Maria Teresa: Malas, fraldas e mamadeiras rumo a São Vicente

Quando recebi o convite, decidi: Eu vou, mesmo sabendo que com criança tudo fica mais complexo. Era domingo. Sol num céu que só São Paulo tem – quando não está debaixo d água – limpo e azul. Com os sorrisos de um infante sem compromisso, fomos nós, malas, fraldas e mamadeiras rumo a São Vicente.

Meu pensamento desceu a serra caminhando em elucubrações pertinentes ao momento: qual o significado de estar ali, as pessoas iriam me reconhecer como parte do processo, o que escrevi representaria os presentes, o que falar se preciso fosse?

Sinceramente, não sei. Voltei e procurei me concentrar no ali, agora. Naqueles jovens, meninos e meninas de bermudas na altura dos joelhos, drads nos cabelos, uma plenária impar e uníssona. Na cadência e no embalo dos bambas, nas rimas e nas batidas do rap: movimento hip-hop.

Entre os presentes gente de peso, alguns forjados nas lutas do movimento social, outros nos embates institucionais, ainda aqueles que formulam as leis e claro muitos da cena hip-hop.

Intimidada em meio à unidade, sim a palavra é essa UNIDADE, compartilhada e compactuada debaixo da tenda quente. Num mundo que carece de transformações “como o rio que desemboca no mar”, avassaladores eles avançam, em nome da liberdade que dá asas e permissão pra quem tem coragem de lutar. É ali o lugar em que as possibilidades vão ganhando forma e os caminhos vão se desenhando com a clareza de quem sabe aonde quer chegar. Conclamados pela voz firme e forte de Aliado G a fazer reverberar nos corações e ouvidos que não puderam estar lá às idéias discutidas e as ações propostas nesses dois dias.

Quando das falas, um parênteses para Célio Turino, Secretário Nacional da Cidadania Cultural do Ministério da Cultura e idealizador dos Pontos de Cultura. Titulo que intimidaria, não fosse à simplicidade do sorriso aberto e franco debaixo do chapéu de panamá. Em rápidos 10 minutos ele falou de cultura, cidadania, valores, identidade e o significado dessa nova forma de intervenção social como o movimento hip-hop, comunidades quilombolas, indígena, carimbó e outras manifestações populares para a construção dos novos conceitos e parâmetros que vem sendo estabelecidos para a cultura brasileira.

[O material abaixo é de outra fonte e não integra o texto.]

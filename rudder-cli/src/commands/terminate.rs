//! `rudder terminate <name>`: cancel an in-flight sync operation.

use anyhow::{Context, Result};
use clap::Args;

use rudder_daemon::{request, DaemonError, DaemonRequest};

/// Arguments for `rudder terminate`.
#[derive(Args, Debug)]
pub struct TerminateArgs {
    /// Application whose operation should stop.
    pub name: String,
}

impl TerminateArgs {
    pub fn run(self) -> Result<()> {
        let home = super::home()?;
        let payload = match request(
            &home,
            &DaemonRequest::Terminate {
                app: self.name.clone(),
            },
        ) {
            Ok(payload) => payload,
            Err(DaemonError::DaemonNotRunning { .. }) => {
                println!("daemon is not running; no operation can be in flight");
                return Ok(());
            }
            Err(err) => {
                return Err(err).with_context(|| format!("failed to terminate '{}'", self.name))
            }
        };

        if payload["terminated"].as_bool().unwrap_or(false) {
            println!("termination requested for '{}'", self.name);
        } else {
            println!("'{}' has no operation in flight", self.name);
        }
        Ok(())
    }
}
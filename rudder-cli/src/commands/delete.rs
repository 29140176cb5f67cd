//! `rudder delete <name> [--cascade]`.

use anyhow::Result;
use clap::Args;

use rudder_daemon::DaemonRequest;

/// Arguments for `rudder delete`.
#[derive(Args, Debug)]
pub struct DeleteArgs {
    /// Application to delete.
    pub name: String,

    /// Also delete managed resources and every descendant Application.
    #[arg(long)]
    pub cascade: bool,
}

impl DeleteArgs {
    pub fn run(self) -> Result<()> {
        let home = super::home()?;
        let payload = super::send(
            &home,
            DaemonRequest::Delete {
                app: self.name.clone(),
                cascade: self.cascade,
            },
        )?;

        let deleted: Vec<&str> = payload["deleted"]
            .as_array()
            .map(|names| names.iter().filter_map(|n| n.as_str()).collect())
            .unwrap_or_default();
        for name in &deleted {
            println!("deleted '{name}'");
        }
        if !self.cascade {
            println!("managed resources of '{}' were left in place", self.name);
        }
        Ok(())
    }
}
//! `rudder daemon`: run the controller or talk to a running one.

use anyhow::{Context, Result};
use clap::Subcommand;

use rudder_daemon::paths::socket_path;
use rudder_daemon::{request_status, request_stop, start_blocking, DaemonError};

#[derive(Subcommand, Debug)]
pub enum DaemonCommand {
    /// Run the controller in the foreground (scheduler, watcher, socket).
    Start,
    /// Request graceful shutdown over the Unix socket.
    Stop,
    /// Query controller runtime status over the Unix socket.
    Status,
}

pub fn run(command: DaemonCommand) -> Result<()> {
    let home = super::home()?;

    match command {
        DaemonCommand::Start => {
            start_blocking(&home).context("daemon exited with error")?;
        }
        DaemonCommand::Stop => match request_stop(&home) {
            Ok(()) => println!("daemon stop requested"),
            Err(DaemonError::DaemonNotRunning { .. }) => {
                println!("daemon is not running");
            }
            Err(err) => return Err(err).context("failed to stop daemon"),
        },
        DaemonCommand::Status => {
            let status = match request_status(&home) {
                Ok(status) => status,
                Err(DaemonError::DaemonNotRunning { .. }) => serde_json::json!({
                    "running": false,
                    "socket": socket_path(&home).display().to_string(),
                }),
                Err(err) => return Err(err).context("failed to query daemon status"),
            };
            println!(
                "{}",
                serde_json::to_string_pretty(&status)
                    .context("failed to render daemon status JSON")?
            );
        }
    }

    Ok(())
}
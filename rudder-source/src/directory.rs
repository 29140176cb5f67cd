//! A [`StateSource`] over a local directory of manifests.
//!
//! `repoURL` names a directory (optionally as a `file://` URL) and `path` a
//! sub-directory inside it. Every `.yaml`, `.yml` and `.json` file below that
//! sub-directory is read in lexical path order; YAML files may hold several
//! `---`-separated documents and JSON files may hold a single object or an
//! array of objects.
//!
//! The revision of a snapshot is the first 12 hex digits of a SHA-256 over
//! the relative paths and bytes of every file read. `targetRevision` may be
//! `HEAD` (or empty) to track the current content, or a revision prefix to
//! pin it; a pin that no longer matches is an invalid revision.

use std::path::{Path, PathBuf};

use async_trait::async_trait;
use rudder_core::{DesiredState, FetchError, Source, StateSource};
use serde::Deserialize;
use serde_json::Value;
use sha2::{Digest, Sha256};

use crate::error::{io_err, SourceError};

/// Length of the revision identifiers produced by [`read_snapshot`].
pub const REVISION_LEN: usize = 12;

/// Directory-backed desired state.
#[derive(Debug, Clone, Default)]
pub struct DirectorySource;

impl DirectorySource {
    pub fn new() -> Self {
        Self
    }
}

#[async_trait]
impl StateSource for DirectorySource {
    async fn fetch(&self, source: &Source) -> Result<DesiredState, FetchError> {
        let owned = source.clone();
        let result = tokio::task::spawn_blocking(move || read_snapshot(&owned)).await;
        match result {
            Ok(Ok(state)) => Ok(state),
            Ok(Err(err)) => {
                tracing::debug!(repo = %source.repo_url, error = %err, "fetch failed");
                Err(err.into_fetch_error(&source.repo_url))
            }
            Err(join) => Err(FetchError::Unreachable {
                repo: source.repo_url.clone(),
                message: join.to_string(),
            }),
        }
    }
}

/// `file:///srv/gitops` and `/srv/gitops` both name the same directory.
pub fn repo_root(repo_url: &str) -> PathBuf {
    PathBuf::from(repo_url.strip_prefix("file://").unwrap_or(repo_url))
}

/// Synchronously read the snapshot described by `source`.
pub fn read_snapshot(source: &Source) -> Result<DesiredState, SourceError> {
    let root = repo_root(&source.repo_url);
    if !root.is_dir() {
        return Err(SourceError::RepoNotFound { path: root });
    }
    let base = if source.path.is_empty() || source.path == "." {
        root.clone()
    } else {
        root.join(&source.path)
    };
    if !base.exists() {
        return Err(SourceError::PathNotFound {
            repo: root,
            path: source.path.clone(),
        });
    }

    let mut files = Vec::new();
    collect_files(&base, &mut files)?;
    files.sort();

    let mut hasher = Sha256::new();
    let mut documents = Vec::new();
    for file in &files {
        let bytes = std::fs::read(file).map_err(|e| io_err(file, e))?;
        let relative = file.strip_prefix(&root).unwrap_or(file);
        hasher.update(relative.to_string_lossy().as_bytes());
        hasher.update([0u8]);
        hasher.update(&bytes);
        hasher.update([0u8]);
        documents.extend(parse_file(file, &bytes)?);
    }
    let mut revision = hex::encode(hasher.finalize());
    revision.truncate(REVISION_LEN);

    let requested = source.target_revision.trim();
    if !(requested.is_empty() || requested == "HEAD" || revision.starts_with(requested)) {
        return Err(SourceError::RevisionMismatch {
            requested: requested.to_string(),
            actual: revision,
        });
    }

    Ok(DesiredState {
        revision,
        documents,
    })
}

fn collect_files(dir: &Path, out: &mut Vec<PathBuf>) -> Result<(), SourceError> {
    if dir.is_file() {
        out.push(dir.to_path_buf());
        return Ok(());
    }
    for entry in std::fs::read_dir(dir).map_err(|e| io_err(dir, e))? {
        let entry = entry.map_err(|e| io_err(dir, e))?;
        let path = entry.path();
        let hidden = entry.file_name().to_string_lossy().starts_with('.');
        if hidden {
            continue;
        }
        if path.is_dir() {
            collect_files(&path, out)?;
        } else if is_manifest_file(&path) {
            out.push(path);
        }
    }
    Ok(())
}

fn is_manifest_file(path: &Path) -> bool {
    matches!(
        path.extension().and_then(|e| e.to_str()),
        Some("yaml") | Some("yml") | Some("json")
    )
}

/// Decode every document in one file. Empty YAML documents are dropped.
pub fn parse_file(path: &Path, bytes: &[u8]) -> Result<Vec<Value>, SourceError> {
    let parse_err = |message: String| SourceError::Parse {
        path: path.to_path_buf(),
        message,
    };

    if path.extension().and_then(|e| e.to_str()) == Some("json") {
        let value: Value = serde_json::from_slice(bytes).map_err(|e| parse_err(e.to_string()))?;
        return Ok(match value {
            Value::Array(items) => items,
            other => vec![other],
        });
    }

    let text = std::str::from_utf8(bytes).map_err(|e| parse_err(e.to_string()))?;
    let mut documents = Vec::new();
    for doc in serde_yaml::Deserializer::from_str(text) {
        let value = Value::deserialize(doc).map_err(|e| parse_err(e.to_string()))?;
        if !value.is_null() {
            documents.push(value);
        }
    }
    Ok(documents)
}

Falou da importância das raízes desses movimentos, sobretudo por serem atores que detêm os “saberes e os fazeres” da cultura popular e também porque serão responsáveis por retratar, desenhar, pintar ou escrever uma nova forma de viver a cultura, além da preservação e construção de uma nova “Terra Brasilis”.

O lançamento do Livro Hip-Hop a Lápis – A Literatura do Oprimido, dentro do 3º Encontro Nacional da Nação Hip Hop Brasil, vem dar voz, vez e maior visibilidade a um movimento que cresce e se organiza a cada dia, que se expressa ao mundo e para o mundo, a partir da força de suas peculiaridades, agora, como bem disse Nuno Mendes, fazendo uso do 5º Elemento – a Escrita – como “arma em punho” – Toni C. – apontada na direção de discutir e ocupar os espaços antes silenciados pela falsa impressão de minoria, um livro que diz em alto e bom som “ Mano, se segura, nós viemos e é pra FICAR”.

Obrigado por me permitir fazer parte desse momento.

Maria Teresa Ferreira – uma das autoras do livro Hip-Hop a Lápis – Literatura do Oprimido.